Variance analysis is the practice of answering that question in writing, in advance, every month.

What variance analysis is not

It is not a list of excuses. It is not a document that explains why the forecast was right and the business was wrong. It is not an exercise in finding the number that was closest to actual.

Variance analysis is an accounting of causation. Revenue was $180K below forecast. $120K of that was a single large deal that slipped to next month — it's in the pipeline, contract is in legal. $60K was a churn event in the SMB segment that was not predicted by the leading indicators we track. The second item changes our churn model; the first does not.

That is variance analysis. Specific. Causal. Actionable.

The structure that works

A monthly variance commentary should cover three periods and two comparisons:

Comparisons:

Both comparisons are necessary. A month where actuals miss budget but beat prior period tells a different story than a month where actuals beat budget but miss prior period. The direction of the trend and the direction against plan can diverge, and that divergence is the most important thing in the analysis.

Periods:

The full-year reforecast is the most important output of variance analysis and the one most often omitted. If January revenue misses plan by 10%, the February forecast should reflect what you now know — not what you planned in October. A board that sees January miss and a reforecast that holds the original full-year number is reading a document that doesn't believe itself.

Line-by-line commentary

Not every line needs commentary. Routine variances — expense timing, small volume differences — can be noted in a summary table. The commentary should focus on material variances and inflection points.

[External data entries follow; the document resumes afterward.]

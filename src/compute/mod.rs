//! Compute module - Rule tables, room simulation and evolution.

mod program;
mod world;

pub mod evolution;

pub use program::*;
pub use world::*;
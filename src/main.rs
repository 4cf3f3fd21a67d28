//! Picobot CLI - Evolve a rule table from JSON configuration.

use std::fs;
use std::path::PathBuf;

use picobot::compute::evolution::{EvolutionEngine, save_program};
use picobot::schema::EvolutionConfig;

fn main() {
    env_logger::init();

    let args: Vec<String> = std::env::args().collect();

    if args.len() < 2 {
        eprintln!("Usage: {} <config.json> [output.txt]", args[0]);
        eprintln!();
        eprintln!("Evolve a Picobot program from JSON configuration.");
        eprintln!();
        eprintln!("Arguments:");
        eprintln!("  config.json  Path to evolution configuration file");
        eprintln!("  output.txt   Where to save the best program (default: best.txt)");
        eprintln!();
        eprintln!("Example configuration is printed with the --example flag.");
        std::process::exit(1);
    }

    if args[1] == "--example" {
        print_example_config();
        return;
    }

    let config_path = PathBuf::from(&args[1]);
    let output_path = args
        .get(2)
        .map(PathBuf::from)
        .unwrap_or_else(|| PathBuf::from("best.txt"));

    // Load configuration
    let config_str = fs::read_to_string(&config_path).unwrap_or_else(|e| {
        eprintln!("Error reading config file: {}", e);
        std::process::exit(1);
    });

    let config: EvolutionConfig = serde_json::from_str(&config_str).unwrap_or_else(|e| {
        eprintln!("Error parsing config: {}", e);
        std::process::exit(1);
    });

    println!("Picobot Evolution");
    println!("=================");
    println!(
        "Room: {}x{} ({} states)",
        config.world.width, config.world.height, config.world.num_states
    );
    println!(
        "Population: {} ({} elite + {} offspring), {} generations",
        config.population.size,
        config.reproduction.elite_count,
        config.reproduction.offspring_count,
        config.population.max_generations
    );
    println!(
        "Evaluation: {} trials x {} steps",
        config.evaluation.trials, config.evaluation.steps
    );
    println!();

    let mut engine = EvolutionEngine::new(config).unwrap_or_else(|e| {
        eprintln!("Invalid configuration: {}", e);
        std::process::exit(1);
    });

    let result = engine
        .run_with_callback(|report| {
            println!("Generation {}", report.stats.generation);
            println!("Average fitness: {:.6}", report.stats.avg_fitness);
            println!("Best fitness: {:.6}", report.stats.max_fitness);
        })
        .unwrap_or_else(|e| {
            eprintln!("Evolution failed: {}", e);
            std::process::exit(1);
        });

    println!();
    println!("Best program (fitness {:.6}):", result.best.fitness);
    print!("{}", result.best.program);

    if let Err(e) = save_program(&output_path, &result.best.program) {
        eprintln!("Error writing {}: {}", output_path.display(), e);
        std::process::exit(1);
    }

    println!();
    println!("Saved to {}", output_path.display());
    println!(
        "Time: {:.2}s ({:.1} evaluations/s)",
        result.stats.elapsed_seconds, result.stats.evaluations_per_second
    );
}

fn print_example_config() {
    let config = EvolutionConfig::default();

    match serde_json::to_string_pretty(&config) {
        Ok(json) => println!("{json}"),
        Err(e) => {
            eprintln!("Error serializing config: {}", e);
            std::process::exit(1);
        }
    }
}
//! Fitness evaluation for Picobot programs.
//!
//! Fitness is the mean room coverage over several trials, each starting from a
//! uniformly random interior cell in a fresh room.

use rand::Rng;

use crate::compute::{Program, World};
use crate::schema::{EvaluationConfig, EvolutionConfigError, WorldConfig};

/// Evaluates programs and returns their fitness.
#[derive(Debug, Clone)]
pub struct FitnessEvaluator {
    world: WorldConfig,
    eval_config: EvaluationConfig,
}

impl FitnessEvaluator {
    /// Create a new fitness evaluator.
    pub fn new(
        world: WorldConfig,
        eval_config: EvaluationConfig,
    ) -> Result<Self, EvolutionConfigError> {
        world.validate()?;
        eval_config.validate()?;
        Ok(Self { world, eval_config })
    }

    /// Mean coverage of `program` over the configured trials.
    pub fn evaluate<R: Rng + ?Sized>(&self, program: &Program, rng: &mut R) -> f32 {
        let trials = self.eval_config.trials;
        let total: f32 = (0..trials)
            .map(|_| self.run_trial(program, rng))
            .sum();
        total / trials as f32
    }

    /// Coverage of a single walk from a random interior cell.
    pub fn run_trial<R: Rng + ?Sized>(&self, program: &Program, rng: &mut R) -> f32 {
        let row = rng.gen_range(1..=self.world.height - 2);
        let col = rng.gen_range(1..=self.world.width - 2);

        // Geometry was validated at construction and the start is interior.
        let mut world = match World::new(&self.world, row, col) {
            Ok(world) => world,
            Err(err) => unreachable!("validated world rejected start: {err}"),
        };
        world.run(program, self.eval_config.steps);
        world.coverage()
    }
}

#[cfg(test)]
mod tests {
    use super::*;
    use crate::compute::{Rule, SensorPattern};
    use rand::SeedableRng;
    use rand::rngs::StdRng;

    fn small_world() -> WorldConfig {
        WorldConfig {
            width: 8,
            height: 8,
            num_states: 3,
        }
    }

    #[test]
    fn test_rejects_non_positive_settings() {
        let zero_trials = EvaluationConfig {
            trials: 0,
            steps: 10,
        };
        assert_eq!(
            FitnessEvaluator::new(small_world(), zero_trials).unwrap_err(),
            EvolutionConfigError::InvalidTrials
        );

        let zero_steps = EvaluationConfig {
            trials: 3,
            steps: 0,
        };
        assert_eq!(
            FitnessEvaluator::new(small_world(), zero_steps).unwrap_err(),
            EvolutionConfigError::InvalidSteps
        );
    }

    #[test]
    fn test_fitness_in_unit_range() {
        let evaluator = FitnessEvaluator::new(
            small_world(),
            EvaluationConfig {
                trials: 5,
                steps: 100,
            },
        )
        .unwrap();

        let mut rng = StdRng::seed_from_u64(1);
        for _ in 0..10 {
            let program = Program::random(3, &mut rng);
            let fitness = evaluator.evaluate(&program, &mut rng);
            assert!(fitness > 0.0);
            assert!(fitness <= 1.0);
        }
    }

    #[test]
    fn test_seeded_evaluation_is_reproducible() {
        let evaluator = FitnessEvaluator::new(
            WorldConfig::default(),
            EvaluationConfig {
                trials: 4,
                steps: 200,
            },
        )
        .unwrap();
        let program = Program::random(5, &mut StdRng::seed_from_u64(5));

        let a = evaluator.evaluate(&program, &mut StdRng::seed_from_u64(77));
        let b = evaluator.evaluate(&program, &mut StdRng::seed_from_u64(77));
        assert_eq!(a, b);
    }

    #[test]
    fn test_north_walker_covers_one_column() {
        // Walks straight north then bounces off the wall: a trial from row r
        // covers rows 1..=r of its column.
        let world = small_world();
        let mut program = Program::new(3);
        for state in 0..3 {
            for pattern in SensorPattern::ALL {
                let direction = pattern.legal_directions().next().unwrap();
                program.set(state, pattern, Rule::new(direction, 0)).unwrap();
            }
        }
        let evaluator = FitnessEvaluator::new(
            world,
            EvaluationConfig {
                trials: 6,
                steps: 40,
            },
        )
        .unwrap();

        let fitness = evaluator.evaluate(&program, &mut StdRng::seed_from_u64(3));
        assert!(fitness >= 2.0 / 36.0 - 1e-6);
        assert!(fitness <= 6.0 / 36.0 + 1e-6);
    }
}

Material is a judgment call, but a useful threshold is: any variance that would change a decision. A $20K miss on software spend is not material. A $200K miss on gross margin because COGS classification was wrong is material even if revenue is on plan, because it changes what the board believes about the unit economics.

Inflection points are changes in trend. If customer acquisition cost was flat for six months and increased 25% this month, that is material regardless of the dollar amount. The commentary should explain what drove it and whether it represents a structural change or a timing artifact.

The reforecast discipline

At the end of each month, update the full-year forecast based on what you now know. This is not a revision of the plan — the plan stays fixed as the benchmark. The reforecast is the current best estimate of where the year ends.

Present three columns in every variance table: Budget, Actual, and Reforecast. The gap between Budget and Reforecast is the running score on whether the company is on track to the original commitment. The gap between Actual and Reforecast is the confidence interval on the remaining months.

A reforecast that holds despite misses is an unreliable forecast. A reforecast that moves with every month of actuals — incorporating what you've learned — is a sign of a management team that understands their business.

What boards actually read

Boards have finite attention. The financial section of a board pack gets about fifteen minutes of read time before the meeting. In fifteen minutes, a board member will read the summary table, look for the line items that moved most, and read the commentary for those lines.

Write the commentary for that reader. Put the headline first — "Revenue missed plan by $180K, driven by two items" — before the detail. Use the detail to support the headline, not to replace it. A paragraph that buries the conclusion in the fourth sentence will be read once. A paragraph that leads with the conclusion will be read every time.

The goal of variance analysis is not to explain the past. It is to prove to the board — and to yourself — that you understand the business well enough to be trusted with the next quarter's plan.